### WORK ITEM
Copy exactly the lines from the first line of the records below through the line containing "pub mod telemetry;", including both, and nothing else.
***** RECORDS TO PROCESS *****
//! # clerk-sync
//!
//! Keeps server-side authentication state in step with the session token a
//! browser holds.
//!
//! The browser reports when a session token appears or disappears. Each
//! visitor gets a [`SessionStateMachine`] that verifies presented tokens
//! against the provider's signing keys, publishes a versioned [`AuthState`]
//! and fetches the user's profile in the background. A newer signal always
//! supersedes older in-flight work.
//!
//! ## Crates
//!
//! - [`types`] - keys, claims, user records and error types
//! - [`auth`] - key set cache, token verifier and directory client
//! - this crate - session state, signal bridge, configuration and logging
//!
//! ## Example
//!
//! ```rust,no_run
//! use clerk_sync::{ClerkSync, ClerkSyncConfig, telemetry};
//!
//! # tokio_test::block_on(async {
//! let config = ClerkSyncConfig::from_env()?;
//! telemetry::init_tracing(&config.logging)?;
//!
//! let runtime = ClerkSync::from_config(&config)?;
//! let (bridge, _task) = runtime.spawn_session();
//!
//! let transition = bridge.token_presented("eyJhbGciOiJSUzI1NiIs...").await?;
//! if transition.signed_in {
//!     let mut state = bridge.subscribe();
//!     state.changed().await?;
//!     println!("{:?}", state.borrow().user);
//! }
//! # Ok::<(), Box<dyn std::error::Error>>(())
//! # });
//! ```

#![deny(unsafe_code)]
#![warn(missing_docs)]

pub mod bridge;
pub mod config;
pub mod error;
pub mod runtime;
pub mod session;
pub mod telemetry;

pub use bridge::{Signal, SyncBridge};
pub use config::{ClerkSyncConfig, LoggingConfig};
pub use error::{BridgeError, ConfigError, TelemetryError};
pub use runtime::{ClerkSync, ClerkSyncBuilder};
pub use session::{
    AuthState, SessionOptions, SessionPhase, SessionStateMachine, Transition, WithdrawPolicy,
};

pub use clerk_sync_auth as auth;
pub use clerk_sync_types as types;

pub use clerk_sync_auth::{
    DirectoryConfig, HttpDirectoryClient, KeySetCache, RemoteDirectory, TokenVerifier,
};
pub use clerk_sync_types::{
    AuthError, ConfigurationError, DirectoryError, KeySet, SessionClaims, SigningKey, UserRecord,
    VerificationError,
};
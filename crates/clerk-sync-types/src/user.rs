//! Directory user records
//!
//! The provider's user resource is large. Only `id` matters to the session
//! engine; the commonly rendered fields are typed for convenience and every
//! other member is carried in `extra` so nothing is lost on the way to the UI.

use serde::{Deserialize, Serialize};
use std::collections::HashMap;

/// Verification status of an email address or phone number
#[derive(Debug, Clone, Default, PartialEq, Serialize, Deserialize)]
pub struct Verification {
    /// Verification strategy (`email_code`, `oauth_google`, ...)
    #[serde(default)]
    pub strategy: Option<String>,
    /// `unverified`, `verified`, `transferable`, `failed` or `expired`
    #[serde(default)]
    pub status: Option<String>,
    /// Attempts made so far
    #[serde(default)]
    pub attempts: Option<u32>,
    /// Unix timestamp after which the verification expires
    #[serde(default)]
    pub expire_at: Option<i64>,
}

impl Verification {
    /// Whether the provider reports this identifier as verified
    pub fn is_verified(&self) -> bool {
        self.status.as_deref() == Some("verified")
    }
}

/// An email address attached to a user
#[derive(Debug, Clone, PartialEq, Serialize, Deserialize)]
pub struct EmailAddress {
    /// Identifier of this email address
    pub id: String,
    /// The address itself
    pub email_address: String,
    /// Verification details
    #[serde(default)]
    pub verification: Option<Verification>,
    /// Remaining fields
    #[serde(flatten)]
    pub extra: HashMap<String, serde_json::Value>,
}

/// A phone number attached to a user
#[derive(Debug, Clone, PartialEq, Serialize, Deserialize)]
pub struct PhoneNumber {
    /// Identifier of this phone number
    pub id: String,
    /// E.164 formatted number
    pub phone_number: String,
    /// Verification details
    #[serde(default)]
    pub verification: Option<Verification>,
    /// Remaining fields
    #[serde(flatten)]
    pub extra: HashMap<String, serde_json::Value>,
}

/// A user as returned by `GET /users/{id}`
#[derive(Debug, Clone, PartialEq, Serialize, Deserialize)]
pub struct UserRecord {
    /// Provider user id; equals the `sub` claim of the user's session tokens
    pub id: String,

    /// Object type, `user`
    #[serde(default)]
    pub object: Option<String>,

    /// Application-assigned external identifier
    #[serde(default)]
    pub external_id: Option<String>,

    /// Username
    #[serde(default)]
    pub username: Option<String>,

    /// First name
    #[serde(default)]
    pub first_name: Option<String>,

    /// Last name
    #[serde(default)]
    pub last_name: Option<String>,

    /// Profile image URL
    #[serde(default)]
    pub image_url: Option<String>,

    /// Whether the user uploaded an image (false means a generated avatar)
    #[serde(default)]
    pub has_image: bool,

    /// Id of the primary entry in `email_addresses`
    #[serde(default)]
    pub primary_email_address_id: Option<String>,

    /// Id of the primary entry in `phone_numbers`
    #[serde(default)]
    pub primary_phone_number_id: Option<String>,

    /// All email addresses, including the primary
    #[serde(default)]
    pub email_addresses: Vec<EmailAddress>,

    /// All phone numbers, including the primary
    #[serde(default)]
    pub phone_numbers: Vec<PhoneNumber>,

    /// Readable from the frontend, writable only from the backend
    #[serde(default)]
    pub public_metadata: HashMap<String, serde_json::Value>,

    /// Backend-only metadata
    #[serde(default)]
    pub private_metadata: HashMap<String, serde_json::Value>,

    /// Frontend-writable metadata
    #[serde(default)]
    pub unsafe_metadata: HashMap<String, serde_json::Value>,

    /// Unix milliseconds of the last sign-in
    #[serde(default)]
    pub last_sign_in_at: Option<i64>,

    /// Whether the user is banned
    #[serde(default)]
    pub banned: bool,

    /// Whether the user is locked
    #[serde(default)]
    pub locked: bool,

    /// Every other member of the resource
    #[serde(flatten)]
    pub extra: HashMap<String, serde_json::Value>,
}

impl UserRecord {
    /// A record carrying only an id
    pub fn with_id(id: impl Into<String>) -> Self {
        Self {
            id: id.into(),
            object: Some("user".to_string()),
            external_id: None,
            username: None,
            first_name: None,
            last_name: None,
            image_url: None,
            has_image: false,
            primary_email_address_id: None,
            primary_phone_number_id: None,
            email_addresses: Vec::new(),
            phone_numbers: Vec::new(),
            public_metadata: HashMap::new(),
            private_metadata: HashMap::new(),
            unsafe_metadata: HashMap::new(),
            last_sign_in_at: None,
            banned: false,
            locked: false,
            extra: HashMap::new(),
        }
    }

    /// The primary email address, if one is set
    pub fn primary_email(&self) -> Option<&EmailAddress> {
        let primary = self.primary_email_address_id.as_deref()?;
        self.email_addresses.iter().find(|email| email.id == primary)
    }

    /// First and last name joined, if either is present
    pub fn full_name(&self) -> Option<String> {
        match (self.first_name.as_deref(), self.last_name.as_deref()) {
            (Some(first), Some(last)) => Some(format!("{first} {last}")),
            (Some(name), None) | (None, Some(name)) => Some(name.to_string()),
            (None, None) => None,
        }
    }
}
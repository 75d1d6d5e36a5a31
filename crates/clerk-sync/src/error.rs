//! Facade error types

use std::path::PathBuf;

/// Configuration loading errors
#[derive(Debug, thiserror::Error)]
pub enum ConfigError {
    /// Config file not found
    #[error("Configuration file not found: {0}")]
    FileNotFound(PathBuf),

    /// Unsupported file format
    #[error("Unsupported configuration file format. Use .toml, .yaml, .yml, or .json")]
    UnsupportedFormat,

    /// Configuration parsing error
    #[error("Failed to parse configuration: {0}")]
    ParseError(#[from] config::ConfigError),
}

/// Tracing initialization errors
#[derive(Debug, thiserror::Error)]
pub enum TelemetryError {
    /// Invalid configuration
    #[error("Invalid logging configuration: {0}")]
    InvalidConfiguration(String),

    /// Tracing subscriber error
    #[error("Tracing subscriber error: {0}")]
    TracingError(String),
}

/// Sync bridge errors
#[derive(Debug, Clone, PartialEq, Eq, thiserror::Error)]
pub enum BridgeError {
    /// The session task has stopped
    #[error("Session task is no longer running")]
    Closed,

    /// The signal queue is full (only from non-blocking dispatch)
    #[error("Session signal queue is full")]
    Full,
}
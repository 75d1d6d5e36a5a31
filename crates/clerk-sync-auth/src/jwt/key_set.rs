//! Process-wide signing key cache
//!
//! Keys are sourced lazily on first use, in priority order:
//!
//! 1. a statically configured key set, if it holds any keys
//! 2. the provider directory's `/jwks` endpoint, if a directory is configured
//!
//! If neither yields keys the empty set is cached. Every verification then
//! fails closed with `NoKeysConfigured` until [`KeySetCache::force_refresh`]
//! is called.
//!
//! # Concurrency
//!
//! The current set lives behind an [`ArcSwapOption`]: readers take a snapshot
//! without locking and a refresh replaces the whole set in one store, so a
//! reader sees either the old set or the new one. Population is single-flight;
//! concurrent cold callers wait on one load instead of each hitting the
//! directory.
//!
//! There is no time-based expiry. Key rotation is picked up by
//! [`force_refresh`](KeySetCache::force_refresh), which
//! [`TokenVerifier::verify_with_refresh`](super::TokenVerifier::verify_with_refresh)
//! calls when a token names an unknown key.
//!
//! # Refresh limits
//!
//! Refreshes are throttled to one per [`DEFAULT_MIN_REFRESH_INTERVAL`]
//! (configurable), since any caller presenting an unknown `kid` can trigger
//! one. A refresh that yields no keys never replaces a non-empty set; only a
//! cold load with nothing to fall back on caches the empty set.

use crate::directory::RemoteDirectory;
use crate::metrics::{KeySource, record_key_set_load};
use arc_swap::ArcSwapOption;
use clerk_sync_types::KeySet;
use std::sync::Arc;
use std::sync::atomic::{AtomicBool, Ordering};
use std::time::{Duration, Instant};
use tokio::sync::Mutex;
use tracing::{debug, error, info, warn};

/// Minimum time between two key set refreshes
pub const DEFAULT_MIN_REFRESH_INTERVAL: Duration = Duration::from_secs(5);

/// Lazily populated, atomically replaced cache of the provider's signing keys
pub struct KeySetCache {
    current: ArcSwapOption<KeySet>,
    static_keys: Arc<KeySet>,
    directory: Option<Arc<dyn RemoteDirectory>>,
    /// Serializes loads; holds the time of the last load attempt
    last_load: Mutex<Option<Instant>>,
    min_refresh_interval: Duration,
    /// Set once the empty-set condition has been reported
    empty_reported: AtomicBool,
}

impl std::fmt::Debug for KeySetCache {
    fn fmt(&self, f: &mut std::fmt::Formatter<'_>) -> std::fmt::Result {
        f.debug_struct("KeySetCache")
            .field("static_keys", &self.static_keys.key_ids())
            .field("directory", &self.directory)
            .field("min_refresh_interval", &self.min_refresh_interval)
            .field(
                "current",
                &self.current.load().as_ref().map(|set| set.key_ids().len()),
            )
            .finish_non_exhaustive()
    }
}

impl KeySetCache {
    /// Create a cache from its key sources. Nothing is loaded until first use.
    pub fn new(static_keys: KeySet, directory: Option<Arc<dyn RemoteDirectory>>) -> Self {
        Self {
            current: ArcSwapOption::empty(),
            static_keys: Arc::new(static_keys),
            directory,
            last_load: Mutex::new(None),
            min_refresh_interval: DEFAULT_MIN_REFRESH_INTERVAL,
            empty_reported: AtomicBool::new(false),
        }
    }

    /// Set the minimum time between refreshes (default 5 s)
    pub fn with_min_refresh_interval(mut self, interval: Duration) -> Self {
        self.min_refresh_interval = interval;
        self
    }

    /// Cache backed only by statically configured keys
    pub fn with_static_keys(keys: KeySet) -> Self {
        Self::new(keys, None)
    }

    /// Cache backed only by the provider directory
    pub fn with_directory(directory: Arc<dyn RemoteDirectory>) -> Self {
        Self::new(KeySet::empty(), Some(directory))
    }

    /// Cache with no key source; every verification fails closed
    pub fn empty() -> Self {
        Self::new(KeySet::empty(), None)
    }

    /// The current key set, loading it on first use
    pub async fn get_keys(&self) -> Arc<KeySet> {
        if let Some(keys) = self.current.load_full() {
            return keys;
        }

        let mut last_load = self.last_load.lock().await;

        // Another caller may have finished the load while we waited
        if let Some(keys) = self.current.load_full() {
            debug!(key_count = keys.len(), "Key set loaded by concurrent caller");
            return keys;
        }

        self.load(&mut last_load).await
    }

    /// Re-run key sourcing and replace the whole set
    ///
    /// Use this when a token names a key id the current set does not hold;
    /// the provider may have rotated its keys. Within the minimum refresh
    /// interval of the previous load the current set is returned unchanged.
    /// If sourcing yields no keys, a non-empty current set is kept.
    pub async fn force_refresh(&self) -> Arc<KeySet> {
        let mut last_load = self.last_load.lock().await;

        if let (Some(current), Some(loaded_at)) = (self.current.load_full(), *last_load)
            && loaded_at.elapsed() < self.min_refresh_interval
        {
            debug!(
                key_count = current.len(),
                "Key set refreshed recently, skipping refresh"
            );
            return current;
        }

        info!("Refreshing signing keys");
        self.load(&mut last_load).await
    }

    /// The current key set without loading (`None` before first use)
    pub fn snapshot(&self) -> Option<Arc<KeySet>> {
        self.current.load_full()
    }

    /// Whether a directory is configured as a key source
    pub fn has_directory(&self) -> bool {
        self.directory.is_some()
    }

    /// Called with the `last_load` lock held
    async fn load(&self, last_load: &mut Option<Instant>) -> Arc<KeySet> {
        let (keys, source) = self.source_keys().await;
        *last_load = Some(Instant::now());
        record_key_set_load(source);

        if keys.is_empty()
            && let Some(current) = self.current.load_full()
            && !current.is_empty()
        {
            warn!(
                key_count = current.len(),
                "Key refresh yielded no keys, keeping the current set"
            );
            return current;
        }

        let keys = Arc::new(keys);
        if keys.is_empty() {
            if !self.empty_reported.swap(true, Ordering::Relaxed) {
                error!(
                    "No signing keys available: configure static keys or a directory secret key. \
                     Every session token will be rejected"
                );
            }
        } else {
            self.empty_reported.store(false, Ordering::Relaxed);
            info!(
                key_count = keys.len(),
                source = ?source,
                kids = ?keys.key_ids(),
                "Signing keys loaded"
            );
        }

        self.current.store(Some(Arc::clone(&keys)));
        keys
    }

    async fn source_keys(&self) -> (KeySet, KeySource) {
        if !self.static_keys.is_empty() {
            return (self.static_keys.as_ref().clone(), KeySource::Static);
        }

        let Some(directory) = &self.directory else {
            return (KeySet::empty(), KeySource::Empty);
        };

        match directory.fetch_key_set().await {
            Ok(keys) if !keys.is_empty() => (keys, KeySource::Remote),
            Ok(_) => {
                warn!("Directory returned an empty key set");
                (KeySet::empty(), KeySource::Empty)
            }
            Err(e) => {
                warn!(error = %e, "Failed to fetch signing keys from directory");
                (KeySet::empty(), KeySource::Empty)
            }
        }
    }
}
*****
### RESPONSE TO THIS EXERCISE
//! # clerk-sync
//!
//! Keeps server-side authentication state in step with the session token a
//! browser holds.
//!
//! The browser reports when a session token appears or disappears. Each
//! visitor gets a [`SessionStateMachine`] that verifies presented tokens
//! against the provider's signing keys, publishes a versioned [`AuthState`]
//! and fetches the user's profile in the background. A newer signal always
//! supersedes older in-flight work.
//!
//! ## Crates
//!
//! - [`types`] - keys, claims, user records and error types
//! - [`auth`] - key set cache, token verifier and directory client
//! - this crate - session state, signal bridge, configuration and logging
//!
//! ## Example
//!
//! ```rust,no_run
//! use clerk_sync::{ClerkSync, ClerkSyncConfig, telemetry};
//!
//! # tokio_test::block_on(async {
//! let config = ClerkSyncConfig::from_env()?;
//! telemetry::init_tracing(&config.logging)?;
//!
//! let runtime = ClerkSync::from_config(&config)?;
//! let (bridge, _task) = runtime.spawn_session();
//!
//! let transition = bridge.token_presented("eyJhbGciOiJSUzI1NiIs...").await?;
//! if transition.signed_in {
//!     let mut state = bridge.subscribe();
//!     state.changed().await?;
//!     println!("{:?}", state.borrow().user);
//! }
//! # Ok::<(), Box<dyn std::error::Error>>(())
//! # });
//! ```

#![deny(unsafe_code)]
#![warn(missing_docs)]

pub mod bridge;
pub mod config;
pub mod error;
pub mod runtime;
pub mod session;
pub mod telemetry;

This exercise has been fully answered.